Les liens invisibles

Les torches pleines de vigueur éclairent la nuit. Ce soir, tout le monde est réuni. Le serpent de feu descend de la montagne et les villageois, porteurs de souvenirs et d’espoirs, se dirigent vers Balanguru, au bout de la vallée de Rumbur.

Un très grand feu attend tous les habitants de la vallée. Les visages et les esprits s’éclairent, ceux des vivants et ceux des morts invités à la fête, nourris depuis des jours par des paniers de fruits, de pains aux noix et de biscuits. Le silence se fait quand ils approchent.
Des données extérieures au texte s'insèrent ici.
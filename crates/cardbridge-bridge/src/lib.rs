// SPDX-License-Identifier: PMPL-1.0-or-later
// Copyright (c) 2026 Jonathan D.A. Jewell (hyperpolymath) <jonathan.jewell@open.ac.uk>
//
// Cardbridge — Native wallet shell abstractions.
//
// This crate defines the traits and platform dispatch for the native wallet
// subsystem. The provisioning engine drives the shell through a unified
// interface; the shell drives the engine back through `EnrollmentDelegate`
// callbacks (binding-material request, finish verdict).

pub mod traits;

#[cfg(target_os = "ios")]
pub mod ios;

#[cfg(target_os = "android")]
pub mod android;

#[cfg(not(any(target_os = "ios", target_os = "android")))]
pub mod stub;

use std::sync::Arc;

/// Retrieves the wallet shell implementation for the target operating system.
pub fn platform_shell() -> Arc<dyn traits::WalletShell> {
    #[cfg(target_os = "ios")]
    {
        // iOS: PassKit through `objc2` message sends.
        Arc::new(ios::IosWalletShell::new())
    }
    #[cfg(target_os = "android")]
    {
        // Android: wallet client through `jni-rs` into the ART runtime.
        Arc::new(android::AndroidWalletShell::new())
    }
    #[cfg(not(any(target_os = "ios", target_os = "android")))]
    {
        // DESKTOP/CI: inert shell so non-native builds and tests run.
        Arc::new(stub::StubShell)
    }
}
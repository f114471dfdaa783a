// SPDX-License-Identifier: PMPL-1.0-or-later
// Copyright (c) 2026 Jonathan D.A. Jewell (hyperpolymath) <jonathan.jewell@open.ac.uk>
//
// Cardbridge Plugin — the hybrid-app bridge boundary.
//
// Wires the platform wallet shell into the provisioning engine and exposes
// the two halves of the bridge contract: request/response action dispatch
// and the outbound event channel.

pub mod dispatch;
pub mod events;

use std::sync::Arc;

use tokio::sync::mpsc;
use tracing::info;

use cardbridge_bridge::traits::WalletShell;
use cardbridge_core::config::BridgeConfig;
use cardbridge_core::error::Result;
use cardbridge_provision::ProvisioningEngine;

pub use dispatch::{BridgeRequest, BridgeResponse, Dispatcher};
pub use events::PluginEvent;

/// The plugin facade the host embeds.
///
/// Cheaply cloneable; all state lives in the engine.
#[derive(Clone)]
pub struct WalletPlugin {
    engine: ProvisioningEngine,
    dispatcher: Arc<Dispatcher>,
}

impl WalletPlugin {
    /// Initialise the plugin against the platform wallet shell.
    ///
    /// Returns the plugin and the event stream the host must forward to
    /// the application layer. Must be called from within a Tokio runtime.
    pub fn init(config: BridgeConfig) -> Result<(Self, mpsc::UnboundedReceiver<PluginEvent>)> {
        Self::with_shell(cardbridge_bridge::platform_shell(), config)
    }

    /// Initialise against an explicit shell (tests, host-supplied shells).
    pub fn with_shell(
        shell: Arc<dyn WalletShell>,
        config: BridgeConfig,
    ) -> Result<(Self, mpsc::UnboundedReceiver<PluginEvent>)> {
        let platform = shell.platform_name().to_string();
        let (engine, mut engine_events) = ProvisioningEngine::new(shell, config)?;

        let (events, receiver) = mpsc::unbounded_channel();
        tokio::spawn(async move {
            while let Some(event) = engine_events.recv().await {
                if events.send(PluginEvent::from_engine(event)).is_err() {
                    break;
                }
            }
        });

        info!(platform = %platform, "wallet plugin initialised");
        let dispatcher = Arc::new(Dispatcher::new(engine.clone()));
        Ok((Self { engine, dispatcher }, receiver))
    }

    /// Handle one bridge call.
    pub async fn handle(&self, request: BridgeRequest) -> BridgeResponse {
        self.dispatcher.handle(request).await
    }

    /// Direct access to the engine for hosts that skip JSON dispatch.
    pub fn engine(&self) -> &ProvisioningEngine {
        &self.engine
    }
}

/// Initialise tracing for hosts that have no subscriber of their own.
pub fn init_logging() {
    tracing_subscriber::fmt()
        .with_env_filter(
            tracing_subscriber::EnvFilter::try_from_default_env()
                .unwrap_or_else(|_| tracing_subscriber::EnvFilter::new("info")),
        )
        .init();
}
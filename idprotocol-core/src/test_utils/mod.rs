//! In-memory host doubles for tests and the scenario harness
//!
//! `MockHost` implements all four collaborator traits against simple maps
//! and records every side effect, so tests can assert on delivered
//! messages, element visibility and granted items without a game server.

use crate::{
    core_record::IdRecord,
    errors::{IdError, IdResult},
    host::{
        AttachmentStore, FormTransport, Inventory, PlayerDirectory, UserId, ATTACHMENT_KEY,
    },
};
use async_trait::async_trait;
use std::collections::HashMap;
use std::sync::{Arc, Mutex};

/// A connected player known to the mock directory
#[derive(Debug, Clone)]
pub struct MockPlayer {
    pub canonical_id: String,
    pub display_name: String,
    pub position: [f32; 3],
    /// Item currently in hand, if any
    pub holding: Option<String>,
}

/// In-memory implementation of every host collaborator
#[derive(Default)]
pub struct MockHost {
    players: Mutex<HashMap<UserId, MockPlayer>>,
    attachments: Mutex<HashMap<(UserId, String), serde_json::Value>>,
    messages: Mutex<Vec<(UserId, String)>>,
    visible: Mutex<HashMap<(UserId, String), bool>>,
    texts: Mutex<HashMap<(UserId, String), String>>,
    dropdown_choices: Mutex<HashMap<(UserId, String), Vec<String>>>,
    button_callbacks: Mutex<HashMap<(UserId, String), String>>,
    field_requests: Mutex<Vec<(UserId, String, String)>>,
    cursor: Mutex<HashMap<UserId, bool>>,
    grants: Mutex<Vec<(UserId, String, u32)>>,
    interactions: Mutex<Vec<(UserId, String, String)>>,
}

impl MockHost {
    /// Create a shared mock host
    pub fn new() -> Arc<Self> {
        Arc::new(Self::default())
    }

    /// Register a connected player
    pub fn add_player(
        &self,
        user: &UserId,
        canonical_id: &str,
        display_name: &str,
        position: [f32; 3],
    ) {
        self.players.lock().unwrap().insert(
            user.clone(),
            MockPlayer {
                canonical_id: canonical_id.to_string(),
                display_name: display_name.to_string(),
                position,
                holding: None,
            },
        );
    }

    /// Put an item into (or clear from) a player's hand
    pub fn set_holding(&self, user: &UserId, item: Option<&str>) {
        if let Some(player) = self.players.lock().unwrap().get_mut(user) {
            player.holding = item.map(str::to_string);
        }
    }

    /// Seed a committed record directly, bypassing the pipeline
    pub fn put_record(&self, user: &UserId, record: &IdRecord) {
        let value = serde_json::to_value(record).expect("record serializes");
        self.attachments
            .lock()
            .unwrap()
            .insert((user.clone(), ATTACHMENT_KEY.to_string()), value);
    }

    /// The committed record for `user`, if any
    pub fn stored(&self, user: &UserId) -> Option<IdRecord> {
        self.attachments
            .lock()
            .unwrap()
            .get(&(user.clone(), ATTACHMENT_KEY.to_string()))
            .and_then(|value| serde_json::from_value(value.clone()).ok())
    }

    /// All messages delivered to `user`, in order
    pub fn messages_for(&self, user: &UserId) -> Vec<String> {
        self.messages
            .lock()
            .unwrap()
            .iter()
            .filter(|(u, _)| u == user)
            .map(|(_, text)| text.clone())
            .collect()
    }

    /// The most recent message delivered to `user`
    pub fn last_message(&self, user: &UserId) -> Option<String> {
        self.messages_for(user).pop()
    }

    /// Whether a named element is currently shown to `user`
    pub fn is_visible(&self, user: &UserId, element: &str) -> bool {
        self.visible
            .lock()
            .unwrap()
            .get(&(user.clone(), element.to_string()))
            .copied()
            .unwrap_or(false)
    }

    /// The displayed text of a named element for `user`
    pub fn text_of(&self, user: &UserId, element: &str) -> Option<String> {
        self.texts
            .lock()
            .unwrap()
            .get(&(user.clone(), element.to_string()))
            .cloned()
    }

    /// The choice list of a named dropdown for `user`
    pub fn dropdown_choices_of(&self, user: &UserId, element: &str) -> Option<Vec<String>> {
        self.dropdown_choices
            .lock()
            .unwrap()
            .get(&(user.clone(), element.to_string()))
            .cloned()
    }

    /// The callback registered for a named button of `user`
    pub fn button_callback_of(&self, user: &UserId, element: &str) -> Option<String> {
        self.button_callbacks
            .lock()
            .unwrap()
            .get(&(user.clone(), element.to_string()))
            .cloned()
    }

    /// Pending field value requests as (user, element, callback) triples
    pub fn pending_field_requests(&self) -> Vec<(UserId, String, String)> {
        self.field_requests.lock().unwrap().clone()
    }

    /// Whether the cursor is shown for `user`
    pub fn cursor_shown(&self, user: &UserId) -> bool {
        self.cursor
            .lock()
            .unwrap()
            .get(user)
            .copied()
            .unwrap_or(false)
    }

    /// Items granted to `user`, in order
    pub fn grants_for(&self, user: &UserId) -> Vec<(String, u32)> {
        self.grants
            .lock()
            .unwrap()
            .iter()
            .filter(|(u, _, _)| u == user)
            .map(|(_, item, amount)| (item.clone(), *amount))
            .collect()
    }

    /// Interactions attached for `user` as (callback, label) pairs
    pub fn interactions_for(&self, user: &UserId) -> Vec<(String, String)> {
        self.interactions
            .lock()
            .unwrap()
            .iter()
            .filter(|(u, _, _)| u == user)
            .map(|(_, callback, label)| (callback.clone(), label.clone()))
            .collect()
    }

    fn player(&self, user: &UserId) -> IdResult<MockPlayer> {
        self.players
            .lock()
            .unwrap()
            .get(user)
            .cloned()
            .ok_or_else(|| IdError::PlayerNotFound(user.to_string()))
    }
}

#[async_trait]
impl PlayerDirectory for MockHost {
    async fn canonical_id(&self, user: &UserId) -> IdResult<String> {
        Ok(self.player(user)?.canonical_id)
    }

    async fn display_name(&self, user: &UserId) -> IdResult<String> {
        Ok(self.player(user)?.display_name)
    }

    async fn find_by_name_or_id(&self, query: &str) -> IdResult<Option<UserId>> {
        let players = self.players.lock().unwrap();
        Ok(players
            .iter()
            .find(|(_, p)| p.display_name == query || p.canonical_id == query)
            .map(|(user, _)| user.clone()))
    }

    async fn players_within(&self, user: &UserId, distance: f32) -> IdResult<Vec<UserId>> {
        let origin = self.player(user)?.position;
        let players = self.players.lock().unwrap();
        Ok(players
            .iter()
            .filter(|(other, _)| *other != user)
            .filter(|(_, p)| {
                let dx = p.position[0] - origin[0];
                let dy = p.position[1] - origin[1];
                let dz = p.position[2] - origin[2];
                (dx * dx + dy * dy + dz * dz).sqrt() <= distance
            })
            .map(|(other, _)| other.clone())
            .collect())
    }
}

#[async_trait]
impl AttachmentStore for MockHost {
    async fn fetch(&self, user: &UserId, key: &str) -> IdResult<Option<IdRecord>> {
        let attachments = self.attachments.lock().unwrap();
        match attachments.get(&(user.clone(), key.to_string())) {
            Some(value) => serde_json::from_value(value.clone())
                .map(Some)
                .map_err(|e| IdError::Storage(e.to_string())),
            None => Ok(None),
        }
    }

    async fn put(&self, user: &UserId, key: &str, record: &IdRecord) -> IdResult<()> {
        let value = serde_json::to_value(record).map_err(|e| IdError::Storage(e.to_string()))?;
        self.attachments
            .lock()
            .unwrap()
            .insert((user.clone(), key.to_string()), value);
        Ok(())
    }

    async fn remove(&self, user: &UserId, key: &str) -> IdResult<bool> {
        Ok(self
            .attachments
            .lock()
            .unwrap()
            .remove(&(user.clone(), key.to_string()))
            .is_some())
    }
}

#[async_trait]
impl Inventory for MockHost {
    async fn holding(&self, user: &UserId, item: &str) -> IdResult<bool> {
        Ok(self
            .player(user)?
            .holding
            .as_deref()
            .is_some_and(|held| held.starts_with(item)))
    }

    async fn grant(&self, user: &UserId, item: &str, amount: u32) -> IdResult<()> {
        self.grants
            .lock()
            .unwrap()
            .push((user.clone(), item.to_string(), amount));
        Ok(())
    }
}

#[async_trait]
impl FormTransport for MockHost {
    async fn display_element(&self, user: &UserId, element: &str, visible: bool) -> IdResult<()> {
        self.visible
            .lock()
            .unwrap()
            .insert((user.clone(), element.to_string()), visible);
        Ok(())
    }

    async fn set_text(&self, user: &UserId, element: &str, value: &str) -> IdResult<()> {
        self.texts
            .lock()
            .unwrap()
            .insert((user.clone(), element.to_string()), value.to_string());
        Ok(())
    }

    async fn set_dropdown_choices(
        &self,
        user: &UserId,
        element: &str,
        choices: &[&str],
    ) -> IdResult<()> {
        self.dropdown_choices.lock().unwrap().insert(
            (user.clone(), element.to_string()),
            choices.iter().map(|c| c.to_string()).collect(),
        );
        Ok(())
    }

    async fn add_button_callback(
        &self,
        user: &UserId,
        element: &str,
        callback: &str,
    ) -> IdResult<()> {
        self.button_callbacks
            .lock()
            .unwrap()
            .insert((user.clone(), element.to_string()), callback.to_string());
        Ok(())
    }

    async fn request_text_field(
        &self,
        user: &UserId,
        element: &str,
        callback: &str,
    ) -> IdResult<()> {
        self.field_requests.lock().unwrap().push((
            user.clone(),
            element.to_string(),
            callback.to_string(),
        ));
        Ok(())
    }

    async fn request_dropdown_value(
        &self,
        user: &UserId,
        element: &str,
        callback: &str,
    ) -> IdResult<()> {
        self.field_requests.lock().unwrap().push((
            user.clone(),
            element.to_string(),
            callback.to_string(),
        ));
        Ok(())
    }

    async fn cursor_visible(&self, user: &UserId, visible: bool) -> IdResult<()> {
        self.cursor.lock().unwrap().insert(user.clone(), visible);
        Ok(())
    }

    async fn add_interaction(&self, user: &UserId, callback: &str, label: &str) -> IdResult<()> {
        self.interactions.lock().unwrap().push((
            user.clone(),
            callback.to_string(),
            label.to_string(),
        ));
        Ok(())
    }

    async fn send_message(&self, user: &UserId, text: &str) -> IdResult<()> {
        self.messages
            .lock()
            .unwrap()
            .push((user.clone(), text.to_string()));
        Ok(())
    }
}
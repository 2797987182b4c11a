//! Error types for ID operations

use thiserror::Error;

/// Result type for ID operations
pub type IdResult<T> = Result<T, IdError>;

/// Errors surfaced by the host collaborators
///
/// Nothing in the pipeline itself is fatal: validation failures, policy
/// refusals and stale session events all resolve to a user notification or a
/// silent no-op. These variants only cover failures of the host boundary
/// (directory lookups, attachment storage, UI transport, inventory).
#[derive(Debug, Error)]
pub enum IdError {
    /// Identity/directory lookup failed
    #[error("Directory error: {0}")]
    Directory(String),

    /// Durable attachment store failure
    #[error("Storage error: {0}")]
    Storage(String),

    /// UI transport or notification delivery failure
    #[error("Transport error: {0}")]
    Transport(String),

    /// Inventory operation failure
    #[error("Inventory error: {0}")]
    Inventory(String),

    /// A referenced player is not connected
    #[error("Player not found: {0}")]
    PlayerNotFound(String),
}
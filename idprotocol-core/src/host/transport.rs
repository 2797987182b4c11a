//! Form/UI transport and the notification channel

use super::UserId;
use crate::errors::IdResult;
use async_trait::async_trait;

/// Form/UI transport provided by the host
///
/// Field reads are asynchronous: `request_text_field` and
/// `request_dropdown_value` only ask the client for the current value. The
/// answer arrives later as a callback carrying the registered callback id,
/// which is why submission finalizes on a grace delay rather than
/// immediately.
#[async_trait]
pub trait FormTransport: Send + Sync {
    /// Show or hide a named visual element
    async fn display_element(&self, user: &UserId, element: &str, visible: bool) -> IdResult<()>;

    /// Set the displayed text of a named element
    async fn set_text(&self, user: &UserId, element: &str, value: &str) -> IdResult<()>;

    /// Populate a named dropdown's choice list
    async fn set_dropdown_choices(
        &self,
        user: &UserId,
        element: &str,
        choices: &[&str],
    ) -> IdResult<()>;

    /// Register a callback id to fire when a named button is clicked
    async fn add_button_callback(
        &self,
        user: &UserId,
        element: &str,
        callback: &str,
    ) -> IdResult<()>;

    /// Ask the client for the current value of a named text field
    async fn request_text_field(&self, user: &UserId, element: &str, callback: &str)
        -> IdResult<()>;

    /// Ask the client for the selected index of a named dropdown
    async fn request_dropdown_value(
        &self,
        user: &UserId,
        element: &str,
        callback: &str,
    ) -> IdResult<()>;

    /// Show or hide the user's cursor
    async fn cursor_visible(&self, user: &UserId, visible: bool) -> IdResult<()>;

    /// Attach a labeled interaction to the user's current target entity
    ///
    /// Used to expose the registration action on the ID NPC.
    async fn add_interaction(&self, user: &UserId, callback: &str, label: &str) -> IdResult<()>;

    /// Deliver a user-facing text message
    async fn send_message(&self, user: &UserId, text: &str) -> IdResult<()>;
}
Écoutez, ils sont forcément parmi nous, c’est le moment de laisser revenir l’instinct, l’âme d’enfant qui s’émerveille : la beauté du monde réside dans l’invisible. C’est la Tanjah, la fin de la fête du Chaumos, qui célèbre l’arrivée du nouveau cycle de la vie et de la nature. Demain, le jour sera plus long et la terre renaîtra alors que la neige n’est pas encore arrivée.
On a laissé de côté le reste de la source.